Exercise details: Find the string "JoinHandle" in the records. Copy each line that has it.
☆ ☆ ☆
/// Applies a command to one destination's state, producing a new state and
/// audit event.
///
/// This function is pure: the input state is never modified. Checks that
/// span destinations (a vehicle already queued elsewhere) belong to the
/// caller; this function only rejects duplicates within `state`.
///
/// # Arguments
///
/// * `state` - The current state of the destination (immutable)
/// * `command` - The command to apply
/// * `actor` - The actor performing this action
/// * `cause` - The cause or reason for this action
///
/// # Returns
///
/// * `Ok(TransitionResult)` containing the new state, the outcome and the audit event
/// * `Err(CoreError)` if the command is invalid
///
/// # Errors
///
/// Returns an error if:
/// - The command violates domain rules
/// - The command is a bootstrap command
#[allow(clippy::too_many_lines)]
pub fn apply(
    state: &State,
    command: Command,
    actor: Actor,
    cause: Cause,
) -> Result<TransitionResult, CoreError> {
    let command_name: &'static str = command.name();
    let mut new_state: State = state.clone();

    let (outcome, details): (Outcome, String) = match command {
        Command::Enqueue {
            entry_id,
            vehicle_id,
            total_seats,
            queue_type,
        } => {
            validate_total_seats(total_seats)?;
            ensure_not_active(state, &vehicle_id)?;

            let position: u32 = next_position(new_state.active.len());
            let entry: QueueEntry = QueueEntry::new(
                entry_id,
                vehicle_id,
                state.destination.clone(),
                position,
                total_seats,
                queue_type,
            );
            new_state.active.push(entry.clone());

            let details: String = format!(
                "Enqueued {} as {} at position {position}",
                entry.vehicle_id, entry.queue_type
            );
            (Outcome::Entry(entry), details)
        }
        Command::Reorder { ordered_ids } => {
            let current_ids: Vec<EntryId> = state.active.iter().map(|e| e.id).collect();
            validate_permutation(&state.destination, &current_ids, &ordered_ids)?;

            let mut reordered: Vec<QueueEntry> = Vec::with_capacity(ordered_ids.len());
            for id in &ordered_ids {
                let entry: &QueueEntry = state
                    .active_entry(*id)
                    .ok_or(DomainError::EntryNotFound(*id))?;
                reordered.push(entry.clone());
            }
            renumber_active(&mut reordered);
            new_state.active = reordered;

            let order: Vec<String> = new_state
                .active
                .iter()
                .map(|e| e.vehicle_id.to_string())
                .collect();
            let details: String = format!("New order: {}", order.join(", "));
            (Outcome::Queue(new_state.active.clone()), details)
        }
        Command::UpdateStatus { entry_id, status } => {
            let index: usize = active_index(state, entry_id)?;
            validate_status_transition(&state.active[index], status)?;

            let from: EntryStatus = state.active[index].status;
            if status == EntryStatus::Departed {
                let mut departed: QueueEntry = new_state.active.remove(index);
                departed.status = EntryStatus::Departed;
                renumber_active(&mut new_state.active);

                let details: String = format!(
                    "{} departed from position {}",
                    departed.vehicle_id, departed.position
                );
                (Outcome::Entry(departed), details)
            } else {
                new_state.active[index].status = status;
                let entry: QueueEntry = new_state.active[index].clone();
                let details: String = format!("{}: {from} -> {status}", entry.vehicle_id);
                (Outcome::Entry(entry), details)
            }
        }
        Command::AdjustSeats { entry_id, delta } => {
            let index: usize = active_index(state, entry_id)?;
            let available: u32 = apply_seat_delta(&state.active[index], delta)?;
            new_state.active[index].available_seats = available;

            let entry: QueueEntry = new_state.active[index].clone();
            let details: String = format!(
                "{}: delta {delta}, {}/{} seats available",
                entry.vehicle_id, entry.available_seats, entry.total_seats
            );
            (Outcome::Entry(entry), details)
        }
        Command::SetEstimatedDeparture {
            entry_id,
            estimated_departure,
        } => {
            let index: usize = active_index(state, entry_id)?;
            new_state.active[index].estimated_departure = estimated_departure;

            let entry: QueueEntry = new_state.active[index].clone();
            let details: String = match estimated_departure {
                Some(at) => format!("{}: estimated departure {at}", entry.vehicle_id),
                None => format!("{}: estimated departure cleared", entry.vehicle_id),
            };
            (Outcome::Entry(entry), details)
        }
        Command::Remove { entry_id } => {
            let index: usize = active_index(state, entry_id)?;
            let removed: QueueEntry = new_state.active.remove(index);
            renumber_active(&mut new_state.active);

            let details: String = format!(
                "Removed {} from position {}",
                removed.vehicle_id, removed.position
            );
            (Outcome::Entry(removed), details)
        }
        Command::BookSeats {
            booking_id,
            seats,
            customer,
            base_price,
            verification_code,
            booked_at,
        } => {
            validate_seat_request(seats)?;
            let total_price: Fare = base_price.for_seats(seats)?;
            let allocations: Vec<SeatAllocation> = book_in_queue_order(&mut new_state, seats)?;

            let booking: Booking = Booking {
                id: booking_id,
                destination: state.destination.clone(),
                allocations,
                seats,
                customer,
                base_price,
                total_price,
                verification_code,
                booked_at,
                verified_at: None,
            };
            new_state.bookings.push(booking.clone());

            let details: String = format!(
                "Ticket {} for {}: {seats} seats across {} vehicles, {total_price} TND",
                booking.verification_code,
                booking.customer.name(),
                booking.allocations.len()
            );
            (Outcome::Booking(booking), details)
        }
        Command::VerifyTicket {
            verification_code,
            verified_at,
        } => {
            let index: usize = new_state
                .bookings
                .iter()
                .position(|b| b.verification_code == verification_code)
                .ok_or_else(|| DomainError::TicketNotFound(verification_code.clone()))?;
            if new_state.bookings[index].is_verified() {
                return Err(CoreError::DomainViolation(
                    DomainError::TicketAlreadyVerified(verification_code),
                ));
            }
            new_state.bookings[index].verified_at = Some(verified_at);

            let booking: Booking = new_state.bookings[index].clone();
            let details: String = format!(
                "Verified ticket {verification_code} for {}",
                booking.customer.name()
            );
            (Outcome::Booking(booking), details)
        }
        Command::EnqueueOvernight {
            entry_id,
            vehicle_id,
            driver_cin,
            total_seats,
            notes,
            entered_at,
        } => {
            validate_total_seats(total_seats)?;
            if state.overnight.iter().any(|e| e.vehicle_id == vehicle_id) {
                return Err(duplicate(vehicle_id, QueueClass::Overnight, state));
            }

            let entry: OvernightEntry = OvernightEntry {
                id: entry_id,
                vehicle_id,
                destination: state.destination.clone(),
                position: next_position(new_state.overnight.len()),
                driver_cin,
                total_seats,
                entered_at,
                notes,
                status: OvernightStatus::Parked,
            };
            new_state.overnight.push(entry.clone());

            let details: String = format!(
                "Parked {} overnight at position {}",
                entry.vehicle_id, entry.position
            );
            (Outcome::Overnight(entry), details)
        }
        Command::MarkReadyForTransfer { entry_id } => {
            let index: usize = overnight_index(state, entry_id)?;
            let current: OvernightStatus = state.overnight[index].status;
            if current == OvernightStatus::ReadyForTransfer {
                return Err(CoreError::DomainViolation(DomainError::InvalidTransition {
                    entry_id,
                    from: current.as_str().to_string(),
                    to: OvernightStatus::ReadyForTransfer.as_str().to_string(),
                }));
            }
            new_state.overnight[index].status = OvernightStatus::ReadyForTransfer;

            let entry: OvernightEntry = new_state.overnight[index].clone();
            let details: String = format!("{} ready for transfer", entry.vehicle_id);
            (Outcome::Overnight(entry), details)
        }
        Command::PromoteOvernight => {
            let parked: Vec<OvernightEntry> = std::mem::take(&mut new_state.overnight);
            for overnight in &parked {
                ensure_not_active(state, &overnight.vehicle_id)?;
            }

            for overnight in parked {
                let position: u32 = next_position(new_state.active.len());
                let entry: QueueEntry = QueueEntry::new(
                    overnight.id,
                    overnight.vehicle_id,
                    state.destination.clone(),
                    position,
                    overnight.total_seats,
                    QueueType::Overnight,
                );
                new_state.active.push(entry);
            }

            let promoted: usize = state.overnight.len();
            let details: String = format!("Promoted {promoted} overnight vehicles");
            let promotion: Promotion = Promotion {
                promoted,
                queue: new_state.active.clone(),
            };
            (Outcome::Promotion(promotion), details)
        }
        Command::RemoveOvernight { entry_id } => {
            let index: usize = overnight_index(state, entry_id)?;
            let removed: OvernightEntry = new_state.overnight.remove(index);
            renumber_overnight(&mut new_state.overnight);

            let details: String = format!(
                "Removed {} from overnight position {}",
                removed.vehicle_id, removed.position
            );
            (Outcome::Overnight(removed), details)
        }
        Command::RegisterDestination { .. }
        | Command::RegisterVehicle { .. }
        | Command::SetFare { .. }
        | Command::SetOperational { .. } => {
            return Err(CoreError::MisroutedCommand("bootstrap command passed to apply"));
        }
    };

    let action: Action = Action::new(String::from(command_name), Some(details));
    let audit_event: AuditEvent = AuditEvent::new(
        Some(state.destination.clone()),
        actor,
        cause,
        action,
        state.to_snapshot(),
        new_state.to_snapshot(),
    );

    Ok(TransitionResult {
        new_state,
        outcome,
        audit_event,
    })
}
☆ ☆ ☆
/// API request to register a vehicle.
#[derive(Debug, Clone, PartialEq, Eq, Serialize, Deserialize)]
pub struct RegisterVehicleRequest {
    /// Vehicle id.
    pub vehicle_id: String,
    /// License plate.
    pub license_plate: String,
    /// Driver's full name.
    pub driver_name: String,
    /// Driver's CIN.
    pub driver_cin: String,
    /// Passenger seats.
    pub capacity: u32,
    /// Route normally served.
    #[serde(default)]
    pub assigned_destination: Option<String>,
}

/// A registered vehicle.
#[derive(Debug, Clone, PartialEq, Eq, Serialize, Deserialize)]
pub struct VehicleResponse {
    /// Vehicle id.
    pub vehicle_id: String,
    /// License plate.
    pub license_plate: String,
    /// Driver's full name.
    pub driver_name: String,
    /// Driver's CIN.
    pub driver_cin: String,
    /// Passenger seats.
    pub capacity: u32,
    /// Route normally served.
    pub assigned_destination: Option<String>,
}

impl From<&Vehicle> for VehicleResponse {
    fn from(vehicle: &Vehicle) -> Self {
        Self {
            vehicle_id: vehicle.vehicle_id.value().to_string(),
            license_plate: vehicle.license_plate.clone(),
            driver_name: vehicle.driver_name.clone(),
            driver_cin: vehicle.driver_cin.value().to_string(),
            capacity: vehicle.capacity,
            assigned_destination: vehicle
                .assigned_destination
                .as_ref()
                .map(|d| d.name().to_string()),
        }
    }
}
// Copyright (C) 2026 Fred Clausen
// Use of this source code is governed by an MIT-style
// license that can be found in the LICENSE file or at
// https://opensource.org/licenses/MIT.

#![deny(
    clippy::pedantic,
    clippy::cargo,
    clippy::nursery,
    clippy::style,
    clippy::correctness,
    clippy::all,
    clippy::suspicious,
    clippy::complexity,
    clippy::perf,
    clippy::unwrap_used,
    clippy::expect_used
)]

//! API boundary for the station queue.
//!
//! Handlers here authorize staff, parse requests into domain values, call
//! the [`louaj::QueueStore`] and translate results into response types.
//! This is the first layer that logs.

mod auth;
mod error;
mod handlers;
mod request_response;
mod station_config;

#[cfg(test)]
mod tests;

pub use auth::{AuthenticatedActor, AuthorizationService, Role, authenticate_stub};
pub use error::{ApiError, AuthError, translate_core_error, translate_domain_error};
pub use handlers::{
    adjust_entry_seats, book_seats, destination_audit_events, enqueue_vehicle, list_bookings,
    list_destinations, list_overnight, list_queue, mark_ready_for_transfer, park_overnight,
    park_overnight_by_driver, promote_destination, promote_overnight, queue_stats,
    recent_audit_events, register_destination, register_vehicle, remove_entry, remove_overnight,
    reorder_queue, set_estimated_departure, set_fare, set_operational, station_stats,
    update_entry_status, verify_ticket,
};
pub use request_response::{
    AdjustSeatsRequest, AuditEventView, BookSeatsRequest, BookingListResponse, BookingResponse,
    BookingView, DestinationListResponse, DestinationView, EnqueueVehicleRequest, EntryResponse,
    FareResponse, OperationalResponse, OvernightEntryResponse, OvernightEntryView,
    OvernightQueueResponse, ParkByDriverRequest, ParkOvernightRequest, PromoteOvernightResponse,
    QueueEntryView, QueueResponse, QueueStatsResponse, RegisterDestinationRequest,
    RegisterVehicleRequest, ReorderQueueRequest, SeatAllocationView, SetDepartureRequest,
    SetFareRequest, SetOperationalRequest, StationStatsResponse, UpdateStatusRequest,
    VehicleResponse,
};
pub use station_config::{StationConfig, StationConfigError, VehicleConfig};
☆ ☆ ☆
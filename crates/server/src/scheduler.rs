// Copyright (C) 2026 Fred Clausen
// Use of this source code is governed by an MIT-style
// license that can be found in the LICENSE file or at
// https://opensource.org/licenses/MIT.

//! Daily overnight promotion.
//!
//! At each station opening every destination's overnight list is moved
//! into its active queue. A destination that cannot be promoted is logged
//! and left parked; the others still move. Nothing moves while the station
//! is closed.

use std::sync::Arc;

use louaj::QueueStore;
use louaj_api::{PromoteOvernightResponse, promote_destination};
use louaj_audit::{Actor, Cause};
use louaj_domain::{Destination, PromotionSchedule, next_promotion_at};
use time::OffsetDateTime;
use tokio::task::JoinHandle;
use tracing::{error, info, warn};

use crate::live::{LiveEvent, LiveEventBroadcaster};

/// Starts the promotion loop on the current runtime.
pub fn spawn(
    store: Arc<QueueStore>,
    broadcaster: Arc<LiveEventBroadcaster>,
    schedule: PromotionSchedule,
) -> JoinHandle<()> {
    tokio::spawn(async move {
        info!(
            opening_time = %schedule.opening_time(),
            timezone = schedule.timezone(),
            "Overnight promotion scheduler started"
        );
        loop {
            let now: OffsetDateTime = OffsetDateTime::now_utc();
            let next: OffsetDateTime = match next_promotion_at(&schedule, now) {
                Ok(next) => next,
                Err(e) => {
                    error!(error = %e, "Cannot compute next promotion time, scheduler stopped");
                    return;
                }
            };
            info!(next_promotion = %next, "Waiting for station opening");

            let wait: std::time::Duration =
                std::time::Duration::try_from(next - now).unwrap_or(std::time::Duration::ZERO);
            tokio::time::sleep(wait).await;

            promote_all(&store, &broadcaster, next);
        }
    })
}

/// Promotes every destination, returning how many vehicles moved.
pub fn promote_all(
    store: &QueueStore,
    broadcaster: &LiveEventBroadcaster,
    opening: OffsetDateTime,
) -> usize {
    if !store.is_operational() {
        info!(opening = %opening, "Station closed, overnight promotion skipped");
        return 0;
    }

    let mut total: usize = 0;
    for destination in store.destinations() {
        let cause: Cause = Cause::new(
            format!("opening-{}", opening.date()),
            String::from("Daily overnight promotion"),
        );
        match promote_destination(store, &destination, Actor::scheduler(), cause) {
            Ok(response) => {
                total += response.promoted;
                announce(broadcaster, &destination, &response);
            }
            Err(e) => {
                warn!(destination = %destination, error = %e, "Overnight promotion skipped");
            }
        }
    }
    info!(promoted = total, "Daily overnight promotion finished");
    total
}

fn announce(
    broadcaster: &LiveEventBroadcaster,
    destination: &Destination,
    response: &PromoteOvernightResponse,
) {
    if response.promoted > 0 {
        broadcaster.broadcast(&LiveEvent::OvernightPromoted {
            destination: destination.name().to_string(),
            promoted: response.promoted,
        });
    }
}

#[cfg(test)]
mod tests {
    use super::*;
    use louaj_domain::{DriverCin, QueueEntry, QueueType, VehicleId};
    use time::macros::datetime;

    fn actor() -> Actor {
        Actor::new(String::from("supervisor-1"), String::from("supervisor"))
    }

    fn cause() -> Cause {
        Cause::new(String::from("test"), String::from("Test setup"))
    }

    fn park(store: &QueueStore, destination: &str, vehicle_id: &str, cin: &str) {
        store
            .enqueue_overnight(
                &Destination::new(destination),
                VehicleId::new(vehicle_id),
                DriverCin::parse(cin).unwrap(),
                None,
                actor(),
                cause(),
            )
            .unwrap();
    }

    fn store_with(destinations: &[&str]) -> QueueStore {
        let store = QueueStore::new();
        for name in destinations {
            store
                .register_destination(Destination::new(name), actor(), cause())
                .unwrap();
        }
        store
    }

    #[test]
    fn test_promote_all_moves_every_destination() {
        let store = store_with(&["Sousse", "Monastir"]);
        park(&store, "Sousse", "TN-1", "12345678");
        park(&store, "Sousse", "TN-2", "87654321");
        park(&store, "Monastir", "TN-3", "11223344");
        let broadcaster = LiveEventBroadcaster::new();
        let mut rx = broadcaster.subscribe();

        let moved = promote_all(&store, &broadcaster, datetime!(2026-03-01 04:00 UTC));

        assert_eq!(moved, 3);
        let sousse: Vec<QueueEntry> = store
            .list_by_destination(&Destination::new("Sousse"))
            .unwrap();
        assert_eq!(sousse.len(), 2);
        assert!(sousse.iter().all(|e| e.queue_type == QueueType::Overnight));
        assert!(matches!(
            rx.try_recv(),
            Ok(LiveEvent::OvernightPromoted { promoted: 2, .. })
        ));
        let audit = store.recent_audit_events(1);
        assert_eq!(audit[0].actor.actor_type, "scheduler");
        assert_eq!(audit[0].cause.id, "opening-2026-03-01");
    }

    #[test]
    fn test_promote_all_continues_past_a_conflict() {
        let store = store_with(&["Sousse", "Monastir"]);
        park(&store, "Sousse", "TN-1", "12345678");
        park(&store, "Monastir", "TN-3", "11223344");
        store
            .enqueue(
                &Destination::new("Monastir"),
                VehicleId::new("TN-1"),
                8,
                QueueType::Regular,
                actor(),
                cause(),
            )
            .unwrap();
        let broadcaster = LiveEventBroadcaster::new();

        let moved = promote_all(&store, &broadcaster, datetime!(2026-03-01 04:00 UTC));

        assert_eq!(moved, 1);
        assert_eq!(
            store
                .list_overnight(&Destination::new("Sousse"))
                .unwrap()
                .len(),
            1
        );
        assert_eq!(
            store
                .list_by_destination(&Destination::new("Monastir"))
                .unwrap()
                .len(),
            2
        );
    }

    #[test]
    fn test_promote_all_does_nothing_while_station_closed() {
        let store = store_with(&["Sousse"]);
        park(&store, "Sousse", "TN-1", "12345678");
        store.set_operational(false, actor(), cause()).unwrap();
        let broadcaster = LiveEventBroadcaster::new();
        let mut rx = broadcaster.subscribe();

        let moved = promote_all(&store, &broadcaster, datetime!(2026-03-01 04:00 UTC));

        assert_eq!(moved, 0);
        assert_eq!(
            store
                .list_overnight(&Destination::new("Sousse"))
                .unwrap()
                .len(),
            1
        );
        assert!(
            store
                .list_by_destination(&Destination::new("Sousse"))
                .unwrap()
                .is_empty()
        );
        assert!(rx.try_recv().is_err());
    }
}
☆ ☆ ☆
Task result:
use tokio::task::JoinHandle;
) -> JoinHandle<()> {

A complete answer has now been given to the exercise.